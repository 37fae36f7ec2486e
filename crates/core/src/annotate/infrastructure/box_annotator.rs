use crate::annotate::domain::frame_annotator::FrameAnnotator;
use crate::detection::domain::detection::Detection;
use crate::detection::infrastructure::coco_labels;
use crate::shared::frame::Frame;

/// Outline thickness in pixels.
const BOX_THICKNESS: i32 = 2;

/// Glyph cell geometry: 5x7 pixels plus one column of spacing.
const GLYPH_WIDTH: usize = 5;
const GLYPH_HEIGHT: usize = 7;
const GLYPH_ADVANCE: usize = GLYPH_WIDTH + 1;

/// Padding inside the label tag, around the text.
const TAG_PADDING: usize = 2;

/// Distinct colors cycled by class id, RGB.
const PALETTE: &[[u8; 3]] = &[
    [230, 57, 70],
    [46, 160, 67],
    [31, 119, 180],
    [255, 159, 28],
    [144, 103, 198],
    [0, 181, 173],
    [214, 93, 177],
    [140, 110, 60],
];

/// CPU annotator: box outlines in a per-class color with an optional filled
/// label tag ("person 87%") drawn with an embedded 5x7 bitmap font.
///
/// All drawing is clamped to the frame, so boxes sliding off an edge render
/// partially instead of wrapping or panicking.
pub struct BoxAnnotator {
    draw_labels: bool,
}

impl BoxAnnotator {
    pub fn new(draw_labels: bool) -> Self {
        Self { draw_labels }
    }
}

impl FrameAnnotator for BoxAnnotator {
    fn annotate(&self, frame: &mut Frame, detections: &[Detection]) {
        for det in detections {
            let color = PALETTE[det.class_id % PALETTE.len()];
            draw_box_outline(frame, det, color);
            if self.draw_labels {
                let text = format!(
                    "{} {:.0}%",
                    coco_labels::label(det.class_id),
                    det.score * 100.0
                );
                draw_label_tag(frame, det, &text, color);
            }
        }
    }
}

fn set_pixel(frame: &mut Frame, x: i32, y: i32, color: [u8; 3]) {
    if x < 0 || y < 0 || x >= frame.width() as i32 || y >= frame.height() as i32 {
        return;
    }
    let mut pixels = frame.as_ndarray_mut();
    for (c, &v) in color.iter().enumerate() {
        pixels[[y as usize, x as usize, c]] = v;
    }
}

fn fill_rect(frame: &mut Frame, x1: i32, y1: i32, x2: i32, y2: i32, color: [u8; 3]) {
    let fw = frame.width() as i32;
    let fh = frame.height() as i32;
    let x1 = x1.max(0);
    let y1 = y1.max(0);
    let x2 = x2.min(fw);
    let y2 = y2.min(fh);
    if x1 >= x2 || y1 >= y2 {
        return;
    }
    let mut pixels = frame.as_ndarray_mut();
    for y in y1..y2 {
        for x in x1..x2 {
            for (c, &v) in color.iter().enumerate() {
                pixels[[y as usize, x as usize, c]] = v;
            }
        }
    }
}

fn draw_box_outline(frame: &mut Frame, det: &Detection, color: [u8; 3]) {
    let x1 = det.x;
    let y1 = det.y;
    let x2 = det.x + det.width;
    let y2 = det.y + det.height;
    let t = BOX_THICKNESS;

    fill_rect(frame, x1, y1, x2, y1 + t, color); // top
    fill_rect(frame, x1, y2 - t, x2, y2, color); // bottom
    fill_rect(frame, x1, y1, x1 + t, y2, color); // left
    fill_rect(frame, x2 - t, y1, x2, y2, color); // right
}

fn draw_label_tag(frame: &mut Frame, det: &Detection, text: &str, color: [u8; 3]) {
    let tag_w = (text.chars().count() * GLYPH_ADVANCE + 2 * TAG_PADDING) as i32;
    let tag_h = (GLYPH_HEIGHT + 2 * TAG_PADDING) as i32;

    // Above the box when there's room, inside its top edge otherwise.
    let tag_x = det.x;
    let tag_y = if det.y >= tag_h { det.y - tag_h } else { det.y };

    fill_rect(frame, tag_x, tag_y, tag_x + tag_w, tag_y + tag_h, color);
    draw_text(
        frame,
        text,
        tag_x + TAG_PADDING as i32,
        tag_y + TAG_PADDING as i32,
        [255, 255, 255],
    );
}

fn draw_text(frame: &mut Frame, text: &str, x: i32, y: i32, color: [u8; 3]) {
    let mut cursor = x;
    for ch in text.chars() {
        let pattern = glyph(ch.to_ascii_uppercase());
        for (row, bits) in pattern.iter().enumerate() {
            for col in 0..GLYPH_WIDTH {
                if (bits >> (GLYPH_WIDTH - 1 - col)) & 1 == 1 {
                    set_pixel(frame, cursor + col as i32, y + row as i32, color);
                }
            }
        }
        cursor += GLYPH_ADVANCE as i32;
    }
}

/// 5x7 glyphs, one byte per row, low 5 bits used, MSB-of-5 is the left
/// column. Unknown characters render as blanks.
fn glyph(ch: char) -> [u8; 7] {
    match ch {
        'A' => [0x0E, 0x11, 0x11, 0x1F, 0x11, 0x11, 0x11],
        'B' => [0x1E, 0x11, 0x11, 0x1E, 0x11, 0x11, 0x1E],
        'C' => [0x0E, 0x11, 0x10, 0x10, 0x10, 0x11, 0x0E],
        'D' => [0x1C, 0x12, 0x11, 0x11, 0x11, 0x12, 0x1C],
        'E' => [0x1F, 0x10, 0x10, 0x1E, 0x10, 0x10, 0x1F],
        'F' => [0x1F, 0x10, 0x10, 0x1E, 0x10, 0x10, 0x10],
        'G' => [0x0E, 0x11, 0x10, 0x17, 0x11, 0x11, 0x0F],
        'H' => [0x11, 0x11, 0x11, 0x1F, 0x11, 0x11, 0x11],
        'I' => [0x0E, 0x04, 0x04, 0x04, 0x04, 0x04, 0x0E],
        'J' => [0x07, 0x02, 0x02, 0x02, 0x02, 0x12, 0x0C],
        'K' => [0x11, 0x12, 0x14, 0x18, 0x14, 0x12, 0x11],
        'L' => [0x10, 0x10, 0x10, 0x10, 0x10, 0x10, 0x1F],
        'M' => [0x11, 0x1B, 0x15, 0x15, 0x11, 0x11, 0x11],
        'N' => [0x11, 0x19, 0x15, 0x13, 0x11, 0x11, 0x11],
        'O' => [0x0E, 0x11, 0x11, 0x11, 0x11, 0x11, 0x0E],
        'P' => [0x1E, 0x11, 0x11, 0x1E, 0x10, 0x10, 0x10],
        'Q' => [0x0E, 0x11, 0x11, 0x11, 0x15, 0x12, 0x0D],
        'R' => [0x1E, 0x11, 0x11, 0x1E, 0x14, 0x12, 0x11],
        'S' => [0x0F, 0x10, 0x10, 0x0E, 0x01, 0x01, 0x1E],
        'T' => [0x1F, 0x04, 0x04, 0x04, 0x04, 0x04, 0x04],
        'U' => [0x11, 0x11, 0x11, 0x11, 0x11, 0x11, 0x0E],
        'V' => [0x11, 0x11, 0x11, 0x11, 0x11, 0x0A, 0x04],
        'W' => [0x11, 0x11, 0x11, 0x15, 0x15, 0x1B, 0x11],
        'X' => [0x11, 0x11, 0x0A, 0x04, 0x0A, 0x11, 0x11],
        'Y' => [0x11, 0x11, 0x0A, 0x04, 0x04, 0x04, 0x04],
        'Z' => [0x1F, 0x01, 0x02, 0x04, 0x08, 0x10, 0x1F],
        '0' => [0x0E, 0x11, 0x13, 0x15, 0x19, 0x11, 0x0E],
        '1' => [0x04, 0x0C, 0x04, 0x04, 0x04, 0x04, 0x0E],
        '2' => [0x0E, 0x11, 0x01, 0x02, 0x04, 0x08, 0x1F],
        '3' => [0x1F, 0x02, 0x04, 0x02, 0x01, 0x11, 0x0E],
        '4' => [0x02, 0x06, 0x0A, 0x12, 0x1F, 0x02, 0x02],
        '5' => [0x1F, 0x10, 0x1E, 0x01, 0x01, 0x11, 0x0E],
        '6' => [0x06, 0x08, 0x10, 0x1E, 0x11, 0x11, 0x0E],
        '7' => [0x1F, 0x01, 0x02, 0x04, 0x08, 0x08, 0x08],
        '8' => [0x0E, 0x11, 0x11, 0x0E, 0x11, 0x11, 0x0E],
        '9' => [0x0E, 0x11, 0x11, 0x0F, 0x01, 0x02, 0x0C],
        '%' => [0x18, 0x19, 0x02, 0x04, 0x08, 0x13, 0x03],
        _ => [0; 7],
    }
}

Work required
Only the lines that contain the string "cursor" are to be copied from the records.

Solution below
    let mut cursor = x;
                    set_pixel(frame, cursor + col as i32, y + row as i32, color);
        cursor += GLYPH_ADVANCE as i32;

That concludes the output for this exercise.